Não vamos estar com eufemismos: desistir custa, dói e fica-nos marcado para sempre. Por muito que nos tentem confortar com palavras mais ou menos vãs, a dor de uma desistência fica para sempre.
Confesso: praticamente em todas as provas de longa distância que faço, penso em desistir. Sejam maratonas de estrada, trails longos ou ultras, a dada altura, penso em desistir.
Por vezes, basta a minha própria motivação interior para continuar em prova. O pensamento nos meus filhos, na minha mulher, na minha equipa, na simples vontade de cortar a meta, empurra-me para mais um kilómetro e depois outro. De abastecimento em abastecimento, lá vou eu até ao fim, com mais ou menos dor.
Noutras alturas, é preciso algo mais. Em duas ocasiões (UTSF 2016 e EGT 2018), estava decidido a abandonar. Liguei à Teresa para dizer-lhe isso mesmo e foi ela que me convenceu a continuar. “Experimenta, tenta, mais um bocadinho…”. E ela empurrou-me, para mais um kilómetro e depois outro. De abastecimento em abastecimento, lá fui eu até ao fim, com mais ou menos dor.
Noutras alturas, são os teus companheiros de prova, a malta dos abastecimentos, ou até o público que te incentivam a seguir em frente.
E quando nada te consegue manter em prova?
(excluo desta reflexão as desistências por lesão)
Repito: e quando nada te consegue manter em prova?
Passam 48 horas desde que decidi desistir na Serra de Arga e a minha cabeça ainda anda às voltas. E vai andar às voltas até passar novamente uma meta.
Foi uma decisão que comecei a ponderar muito cedo, quando me apercebi que estava a ingerir mais água que o habitual e que o calor me torrava a pele e as ideias. “Assim não vai dar…”
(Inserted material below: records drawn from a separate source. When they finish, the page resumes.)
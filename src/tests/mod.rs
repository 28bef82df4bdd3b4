//! Shared fixtures for unit tests.

pub mod helpers;
#[cfg(test)]
mod tests {
    use super::*;
    use crate::tests::helpers::{
        AboveBroken, Base, Broken, Bundle, Certificate, Left, NeedsBroken, Right, Top,
    };
    use tempfile::TempDir;

    #[test_log::test(tokio::test)]
    async fn dependencies_generate_first_and_once() {
        let dir = TempDir::new().unwrap();
        let mut store = Store::new(dir.path()).unwrap();
        let ctx = PipelineContext::default();

        let top = store.fetch::<Top>(&ctx, &[]).await.unwrap();
        assert_eq!(top.value, "top(left(base),right(base))");
        assert_eq!(store.last_generated(), &["base", "left", "right", "top"]);
        assert_eq!(store.provenance(&AssetId::of::<Base>()), Provenance::Generated);
    }

    #[test_log::test(tokio::test)]
    async fn second_fetch_reuses_cached_values() {
        let dir = TempDir::new().unwrap();
        let mut store = Store::new(dir.path()).unwrap();
        let ctx = PipelineContext::default();

        let first = store.fetch::<Bundle>(&ctx, &[]).await.unwrap();
        assert_eq!(store.last_generated(), &["certificate", "bundle"]);

        let second = store.fetch::<Bundle>(&ctx, &[]).await.unwrap();
        assert!(store.last_generated().is_empty());
        assert!(Arc::ptr_eq(&first, &second));

        let left = store.fetch::<Left>(&ctx, &[]).await.unwrap();
        assert_eq!(left.value, "left(base)");
        assert_eq!(store.last_generated(), &["base", "left"]);
    }

    #[test_log::test(tokio::test)]
    async fn fetch_writes_every_resolved_asset_to_state() {
        let dir = TempDir::new().unwrap();
        let mut store = Store::new(dir.path()).unwrap();
        store
            .fetch::<Bundle>(&PipelineContext::default(), &[])
            .await
            .unwrap();

        let persisted = StateFile::load(store.state_path()).unwrap();
        assert_eq!(
            persisted.keys().collect::<Vec<_>>(),
            vec!["bundle", "certificate"]
        );
        assert_eq!(
            persisted.get("bundle").unwrap()["contents"],
            "bundle(generated-ca)"
        );
    }

    #[test_log::test(tokio::test)]
    async fn failure_names_the_asset_and_writes_nothing() {
        let dir = TempDir::new().unwrap();
        let mut store = Store::new(dir.path()).unwrap();

        let err = store
            .fetch::<AboveBroken>(&PipelineContext::default(), &[])
            .await
            .unwrap_err();
        match &err {
            PipelineError::Dependency { chain, cause } => {
                assert_eq!(chain, &vec!["above-broken".to_string(), "needs-broken".to_string()]);
                assert!(matches!(**cause, PipelineError::Generation { .. }));
            }
            other => panic!("unexpected error {other:?}"),
        }
        assert_eq!(err.failing_asset(), Some("broken"));
        assert!(!store.state_path().exists());
        assert_eq!(store.provenance(&AssetId::of::<Broken>()), Provenance::Unfetched);
        assert_eq!(
            store.provenance(&AssetId::of::<NeedsBroken>()),
            Provenance::Unfetched
        );
    }

    #[test_log::test(tokio::test)]
    async fn siblings_stay_cached_after_a_failure() {
        let dir = TempDir::new().unwrap();
        let mut store = Store::new(dir.path()).unwrap();
        let ctx = PipelineContext::default();

        store.fetch::<Right>(&ctx, &[]).await.unwrap();
        assert!(store.fetch::<AboveBroken>(&ctx, &[]).await.is_err());
        store.fetch::<Top>(&ctx, &[]).await.unwrap();
        assert_eq!(store.last_generated(), &["left", "top"]);
    }

    #[test_log::test(tokio::test)]
    async fn load_never_generates() {
        let dir = TempDir::new().unwrap();
        let mut empty = Store::new(dir.path()).unwrap();
        assert!(empty.load::<Certificate>().unwrap().is_none());
        assert!(empty.last_generated().is_empty());
        assert!(!empty.state_path().exists());

        let mut first = Store::new(dir.path()).unwrap();
        first
            .fetch::<Bundle>(&PipelineContext::default(), &[])
            .await
            .unwrap();

        let mut second = Store::new(dir.path()).unwrap();
        let bundle = second.load::<Bundle>().unwrap().unwrap();
        assert_eq!(bundle.contents, "bundle(generated-ca)");
        assert_eq!(
            second.provenance(&AssetId::of::<Bundle>()),
            Provenance::StateFile
        );
    }

    #[test_log::test(tokio::test)]
    async fn destroy_removes_files_and_state_entry() {
        let dir = TempDir::new().unwrap();
        let mut store = Store::new(dir.path()).unwrap();
        store
            .fetch::<Bundle>(&PipelineContext::default(), &[])
            .await
            .unwrap();
        store.persist::<Bundle>().unwrap();
        assert!(dir.path().join(Bundle::PATH).exists());

        store.destroy::<Bundle>().unwrap();
        assert!(!dir.path().join(Bundle::PATH).exists());
        let persisted = StateFile::load(store.state_path()).unwrap();
        assert!(!persisted.contains("bundle"));
        assert!(persisted.contains("certificate"));
        assert_eq!(store.provenance(&AssetId::of::<Bundle>()), Provenance::Unfetched);
    }

    #[test_log::test(tokio::test)]
    async fn destroy_state_forgets_previous_runs() {
        let dir = TempDir::new().unwrap();
        let mut store = Store::new(dir.path()).unwrap();
        store
            .fetch::<Certificate>(&PipelineContext::default(), &[])
            .await
            .unwrap();
        store.destroy_state().unwrap();
        assert!(!store.state_path().exists());

        let mut fresh = Store::new(dir.path()).unwrap();
        assert!(fresh.load::<Certificate>().unwrap().is_none());
    }

    #[test_log::test(tokio::test)]
    async fn cancelled_context_stops_generation() {
        let dir = TempDir::new().unwrap();
        let mut store = Store::new(dir.path()).unwrap();
        let ctx = PipelineContext::default();
        ctx.cancel_token().cancel();

        let err = store.fetch::<Bundle>(&ctx, &[]).await.unwrap_err();
        assert!(err.is_cancelled());
        assert!(!store.state_path().exists());
    }

    #[test_log::test(tokio::test)]
    async fn persist_requires_a_resolved_asset() {
        let dir = TempDir::new().unwrap();
        let mut store = Store::new(dir.path()).unwrap();
        assert!(matches!(
            store.persist::<Certificate>(),
            Err(PipelineError::NotFound(_))
        ));
    }
}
E não deu. E, como diz o Mestre Carlos Natividade “quando não dá, não dá.”
Sempre corri por prazer e é esse prazer que me faz aguentar quando a coisa fica feia. Mas, no passado sábado, a coisa ficou tão feia que já não dava prazer nenhum. Alguns colegas que passavam por mim e viam que estava em notórias dificuldades perguntavam “dói-te o estômago? Precisas cafeína?”. Eu só precisava sair dali. Não me doía nada, não estava com problemas gástricos, mas o calor esmagava-me contra a terra, de uma forma que cada inspiração parecia um soco no peito. Não havia maneira de refrescar e baixar a temperatura do corpo. A água nos reservatórios aquecia tão rapidamente que parecia chá e ficava impossível de engolir. Temi a desidratação.
A própria Teresa, quando lhe liguei a dizer que ia desistir aos 24km, não rebateu a decisão como de costume. Confessou, mais tarde, que sentia que eu ia abandonar quando se apercebeu do calor que estava.
Demorei 19km a decidir desistir. Depois foram mais 5, dolorosos e penosos até, finalmente, chegar ao ponto onde entregaria o chip.
Ainda hoje me perguntavam porque é que desisti. Respondi “Não aguentei…” e não consigo desenvolver.
E o que nos conforta quando desistimos? Felizmente, depois de esmagado pelo calor, fui esmagado pelo Amor da minha família e pelo Carinho da minha equipa.
O pequeno Eduardo até aplaudiu quando me viu sair da carrinha, o Joca veio entrevistar-me com o seu bom humor (desculpa não ter dito nada de jeito), o Super Mário Elson deu-me um abraço e o restante pessoal da minha Equipa endereçou-me deliciosas mensagens de apoio.
Mas…
Não vamos estar com eufemismos: desistir custa, dói e fica-nos marcado para sempre.